* **WORK ORDER**
Without omitting anything, copy every entry word for word.
Start of INPUT FOR THIS TASK
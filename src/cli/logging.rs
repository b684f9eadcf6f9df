//! Diagnostic logging for the `cardsheet` binary.
//!
//! Library code emits `tracing` events; this module installs the subscriber
//! that writes them to stderr. `RUST_LOG` takes precedence over `-v`.

use anyhow::{Result, anyhow};
use tracing::Level;
use tracing_subscriber::{EnvFilter, fmt, layer::SubscriberExt, util::SubscriberInitExt};

/// Map the `-v` count onto a level filter.
///
/// - 0: errors only (user-facing warnings are printed by the commands)
/// - 1: info
/// - 2: debug
/// - 3+: trace
pub fn level_for(verbosity: u8) -> Level {
    match verbosity {
        0 => Level::ERROR,
        1 => Level::INFO,
        2 => Level::DEBUG,
        _ => Level::TRACE,
    }
}

pub fn init_logging(verbosity: u8) -> Result<()> {
    let level = level_for(verbosity);
    let directive = format!("cardsheet={}", level.as_str().to_ascii_lowercase());
    let filter =
        EnvFilter::try_from_default_env().unwrap_or_else(|_| EnvFilter::new(directive));

    tracing_subscriber::registry()
        .with(filter)
        .with(
            fmt::layer()
                .compact()
                .with_writer(std::io::stderr)
                .with_target(false)
                .without_time(),
        )
        .try_init()
        .map_err(|err| anyhow!("failed to initialise logging: {}", err))
}

#[cfg(test)]
mod tests {
    use super::*;

    #[test]
    fn verbosity_levels() {
        assert_eq!(level_for(0), Level::ERROR);
        assert_eq!(level_for(1), Level::INFO);
        assert_eq!(level_for(2), Level::DEBUG);
        assert_eq!(level_for(9), Level::TRACE);
    }
}
//! `cardsheet inspect`: report what was loaded and how each row scores.

use anyhow::{Context, Result};
use clap::Args;
use cardsheet::{Rarity, RarityScore, RecordStore, score};
use serde::Serialize;

use crate::cli::common::{FieldArgs, SelectionArgs};
use crate::cli::utils::{apply_selection, format_file_size, format_upload_date, load_store};

#[derive(Args, Debug)]
pub struct InspectArgs {
    #[command(flatten)]
    pub selection: SelectionArgs,
    #[command(flatten)]
    pub fields: FieldArgs,
    /// Emit a JSON document instead of text.
    #[arg(long)]
    pub json: bool,
}

#[derive(Serialize)]
struct FileSummary<'a> {
    index: usize,
    name: &'a str,
    size: String,
    uploaded: String,
    selected: bool,
    rows: usize,
}

#[derive(Serialize)]
struct RowSummary<'a> {
    file: usize,
    row: usize,
    selected: bool,
    rarity: Rarity,
    score: RarityScore,
    fields: Vec<(&'a str, &'a str)>,
}

#[derive(Serialize)]
struct InspectReport<'a> {
    headers: &'a [String],
    files: Vec<FileSummary<'a>>,
    rows: Vec<RowSummary<'a>>,
    all_selected: bool,
    selected_count: usize,
}

pub fn handle(args: InspectArgs) -> Result<()> {
    let mut store = load_store(&args.selection)?;
    apply_selection(&mut store, &args.selection)?;
    let report = build_report(&store, &args.fields);

    if args.json {
        let text =
            serde_json::to_string_pretty(&report).context("failed to serialise inspect report")?;
        println!("{}", text);
        return Ok(());
    }

    println!("Columns: {}", report.headers.join(", "));
    println!("Files:");
    for file in &report.files {
        println!(
            "  {:>3} {} [{}] {}  {}  {} row(s){}",
            file.index,
            if file.selected { "x" } else { " " },
            file.name,
            file.size,
            file.uploaded,
            file.rows,
            if file.selected { "" } else { " (not selected)" }
        );
    }
    if !store.show_table() {
        println!("No files selected.");
        return Ok(());
    }
    println!("Rows:");
    for (pos, row) in report.rows.iter().enumerate() {
        let values: Vec<&str> = row.fields.iter().map(|(_, value)| *value).collect();
        println!(
            "  {:>4} {} {:<10} {} (year {}, value {}, grade {})  {}",
            pos + 1,
            if row.selected { "x" } else { " " },
            row.rarity.to_string(),
            row.score.total(),
            row.score.year,
            row.score.value,
            row.score.grading,
            values.join(" | ")
        );
    }
    println!(
        "Selected {} of {} row(s){}",
        report.selected_count,
        report.rows.len(),
        if report.all_selected { " (all)" } else { "" }
    );
    Ok(())
}

fn build_report<'a>(store: &'a RecordStore, fields: &FieldArgs) -> InspectReport<'a> {
    let rarity_fields = fields.rarity();
    let files = store
        .files()
        .iter()
        .enumerate()
        .map(|(idx, file)| FileSummary {
            index: idx + 1,
            name: &file.name,
            size: format_file_size(file.size),
            uploaded: format_upload_date(&file.uploaded_at),
            selected: file.selected,
            rows: file.records.len(),
        })
        .collect();
    let rows = store
        .table_rows()
        .map(|(file, row, record)| {
            let breakdown = score(record, &rarity_fields);
            RowSummary {
                file: file + 1,
                row: row + 1,
                selected: record.selected,
                rarity: breakdown.rarity(),
                score: breakdown,
                fields: record.names().zip(record.values()).collect(),
            }
        })
        .collect();
    InspectReport {
        headers: store.headers(),
        files,
        rows,
        all_selected: store.is_all_selected(),
        selected_count: store.selected_subset().len(),
    }
}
End of INPUT FOR THIS TASK
* **EXERCISE SOLUTION**
filename src/cli/logging.rs
repository b684f9eadcf6f9df
//! Diagnostic logging for the `cardsheet` binary.
//!
//! Library code emits `tracing` events; this module installs the subscriber
//! that writes them to stderr. `RUST_LOG` takes precedence over `-v`.

use anyhow::{Result, anyhow};
use tracing::Level;
use tracing_subscriber::{EnvFilter, fmt, layer::SubscriberExt, util::SubscriberInitExt};

/// Map the `-v` count onto a level filter.
///
/// - 0: errors only (user-facing warnings are printed by the commands)
/// - 1: info
/// - 2: debug
/// - 3+: trace
pub fn level_for(verbosity: u8) -> Level {
    match verbosity {
        0 => Level::ERROR,
        1 => Level::INFO,
        2 => Level::DEBUG,
        _ => Level::TRACE,
    }
}

pub fn init_logging(verbosity: u8) -> Result<()> {
    let level = level_for(verbosity);
    let directive = format!("cardsheet={}", level.as_str().to_ascii_lowercase());
    let filter =
        EnvFilter::try_from_default_env().unwrap_or_else(|_| EnvFilter::new(directive));

    tracing_subscriber::registry()
        .with(filter)
        .with(
            fmt::layer()
                .compact()
                .with_writer(std::io::stderr)
                .with_target(false)
                .without_time(),
        )
        .try_init()
        .map_err(|err| anyhow!("failed to initialise logging: {}", err))
}

#[cfg(test)]
mod tests {
    use super::*;

    #[test]
    fn verbosity_levels() {
        assert_eq!(level_for(0), Level::ERROR);
        assert_eq!(level_for(1), Level::INFO);
        assert_eq!(level_for(2), Level::DEBUG);
        assert_eq!(level_for(9), Level::TRACE);
    }
}
//! `cardsheet inspect`: report what was loaded and how each row scores.

use anyhow::{Context, Result};
use clap::Args;
use cardsheet::{Rarity, RarityScore, RecordStore, score};
use serde::Serialize;

use crate::cli::common::{FieldArgs, SelectionArgs};
use crate::cli::utils::{apply_selection, format_file_size, format_upload_date, load_store};

#[derive(Args, Debug)]
pub struct InspectArgs {
    #[command(flatten)]
    pub selection: SelectionArgs,
    #[command(flatten)]
    pub fields: FieldArgs,
    /// Emit a JSON document instead of text.
    #[arg(long)]
    pub json: bool,
}

#[derive(Serialize)]
struct FileSummary<'a> {
    index: usize,
    name: &'a str,
    size: String,
    uploaded: String,
    selected: bool,
    rows: usize,
}

#[derive(Serialize)]
struct RowSummary<'a> {
    file: usize,
    row: usize,
    selected: bool,
    rarity: Rarity,
    score: RarityScore,
    fields: Vec<(&'a str, &'a str)>,
}

#[derive(Serialize)]
struct InspectReport<'a> {
    headers: &'a [String],
    files: Vec<FileSummary<'a>>,
    rows: Vec<RowSummary<'a>>,
    all_selected: bool,
    selected_count: usize,
}

pub fn handle(args: InspectArgs) -> Result<()> {
    let mut store = load_store(&args.selection)?;
    apply_selection(&mut store, &args.selection)?;
    let report = build_report(&store, &args.fields);

    if args.json {
        let text =
            serde_json::to_string_pretty(&report).context("failed to serialise inspect report")?;
        println!("{}", text);
        return Ok(());
    }

    println!("Columns: {}", report.headers.join(", "));
    println!("Files:");
    for file in &report.files {
        println!(
            "  {:>3} {} [{}] {}  {}  {} row(s){}",
            file.index,
            if file.selected { "x" } else { " " },
            file.name,
            file.size,
            file.uploaded,
            file.rows,
            if file.selected { "" } else { " (not selected)" }
        );
    }
    if !store.show_table() {
        println!("No files selected.");
        return Ok(());
    }
    println!("Rows:");
    for (pos, row) in report.rows.iter().enumerate() {
        let values: Vec<&str> = row.fields.iter().map(|(_, value)| *value).collect();
        println!(
            "  {:>4} {} {:<10} {} (year {}, value {}, grade {})  {}",
            pos + 1,
            if row.selected { "x" } else { " " },
            row.rarity.to_string(),
            row.score.total(),
            row.score.year,
            row.score.value,
            row.score.grading,
            values.join(" | ")
        );
    }
    println!(
        "Selected {} of {} row(s){}",
        report.selected_count,
        report.rows.len(),
        if report.all_selected { " (all)" } else { "" }
    );
    Ok(())
}

fn build_report<'a>(store: &'a RecordStore, fields: &FieldArgs) -> InspectReport<'a> {
    let rarity_fields = fields.rarity();
    let files = store
        .files()
        .iter()
        .enumerate()
        .map(|(idx, file)| FileSummary {
            index: idx + 1,
            name: &file.name,
            size: format_file_size(file.size),
            uploaded: format_upload_date(&file.uploaded_at),
            selected: file.selected,
            rows: file.records.len(),
        })
        .collect();
    let rows = store
        .table_rows()
        .map(|(file, row, record)| {
            let breakdown = score(record, &rarity_fields);
            RowSummary {
                file: file + 1,
                row: row + 1,
                selected: record.selected,
                rarity: breakdown.rarity(),
                score: breakdown,
                fields: record.names().zip(record.values()).collect(),
            }
        })
        .collect();
    InspectReport {
        headers: store.headers(),
        files,
        rows,
        all_selected: store.is_all_selected(),
        selected_count: store.selected_subset().len(),
    }
}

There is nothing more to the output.